# Problem requirements
In the entries that follow, the lines from the one with "pub const DISPLAY_GAMMA: f32 = 2.2;" through the one with "rgb: [r, g, b]" are the ones to write out, exactly and with both ends included. Nothing else should appear.

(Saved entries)
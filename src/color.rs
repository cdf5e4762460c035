//! User-facing colours and their conversion to the linear values the
//! compute program consumes.
//!
//! The conversion is a fixed 2.2 power curve per channel, not an
//! ICC-correct sRGB transfer. Colours whose space cannot be resolved become
//! opaque black.

use serde::{Deserialize, Serialize};

pub const DISPLAY_GAMMA: f32 = 2.2;

const OPAQUE_BLACK: [f32; 4] = [0.0, 0.0, 0.0, 1.0];

/// A colour as a user picks it, in display (gamma-encoded) space.
///
/// Preset files accept any of:
/// - `[r, g, b]` with components in `0..=1`
/// - `"#rrggbb"`, `"#rgb"` or a name such as `"green"`
/// - `{ space: "srgb", rgb: [r, g, b] }`
#[derive(Debug, Clone, PartialEq, Serialize, Deserialize)]
#[serde(untagged)]
pub enum Color {
    Components([f32; 3]),
    Tagged { space: String, rgb: [f32; 3] },
    Spec(String),
}

impl Color {
    pub const BLACK: Color = Color::Components([0.0, 0.0, 0.0]);

    pub fn rgb(r: f32, g: f32, b: f32) -> Self {
        Self::Components([r, g, b])
    }

    pub fn named(spec: &str) -> Self {
        Self::Spec(spec.to_owned())
    }

    /// Display-space components, or `None` when the colour's space or
    /// spelling cannot be resolved.
    pub fn resolve(&self) -> Option<[f32; 3]> {
        match self {
            Self::Components(rgb) => Some(*rgb),
            Self::Tagged { space, rgb } => match space.to_ascii_lowercase().as_str() {
                "srgb" | "device-rgb" | "device_rgb" => Some(*rgb),
                _ => None,
            },
            Self::Spec(spec) => parse_hex(spec).or_else(|| named_color(spec)),
        }
    }
}

/// Convert to the linear RGBA vector uploaded in the parameter block.
/// Alpha is always 1.0.
pub fn to_linear(color: &Color) -> [f32; 4] {
    let Some([r, g, b]) = color.resolve() else {
        tracing::debug!(?color, "unresolvable colour, using opaque black");
        return OPAQUE_BLACK;
    };
    [linearize(r), linearize(g), linearize(b), 1.0]
}

fn linearize(channel: f32) -> f32 {
    // NaN fails the comparison in clamp's min/max chain; treat it as 0.
    let clamped = if channel.is_nan() {
        0.0
    } else {
        channel.clamp(0.0, 1.0)
    };
    clamped.powf(DISPLAY_GAMMA)
}

fn parse_hex(spec: &str) -> Option<[f32; 3]> {
    let digits = spec.trim().strip_prefix('#')?;
    let expanded: String = match digits.len() {
        3 => digits.chars().flat_map(|c| [c, c]).collect(),
        6 => digits.to_owned(),
        _ => return None,
    };

    let mut out = [0.0_f32; 3];
    for (index, slot) in out.iter_mut().enumerate() {
        let byte = u8::from_str_radix(expanded.get(index * 2..index * 2 + 2)?, 16).ok()?;
        *slot = f32::from(byte) / 255.0;
    }
    Some(out)
}

fn named_color(spec: &str) -> Option<[f32; 3]> {
    let rgb = match spec.trim().to_ascii_lowercase().as_str() {
        "black" => [0.0, 0.0, 0.0],
        "white" => [1.0, 1.0, 1.0],
        "gray" | "grey" => [0.557, 0.557, 0.576],
        "red" => [1.0, 0.231, 0.188],
        // Matches the default "light" phosphor colour of the desktop app.
        "green" => [0.204, 0.780, 0.349],
        "blue" => [0.0, 0.478, 1.0],
        "amber" => [1.0, 0.690, 0.0],
        "cyan" => [0.196, 0.678, 0.902],
        "magenta" => [0.686, 0.322, 0.871],
        "yellow" => [1.0, 0.800, 0.0],
        _ => return None,
    };
    Some(rgb)
}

# Exercise solution
pub const DISPLAY_GAMMA: f32 = 2.2;

const OPAQUE_BLACK: [f32; 4] = [0.0, 0.0, 0.0, 1.0];

/// A colour as a user picks it, in display (gamma-encoded) space.
///
/// Preset files accept any of:
/// - `[r, g, b]` with components in `0..=1`
/// - `"#rrggbb"`, `"#rgb"` or a name such as `"green"`
/// - `{ space: "srgb", rgb: [r, g, b] }`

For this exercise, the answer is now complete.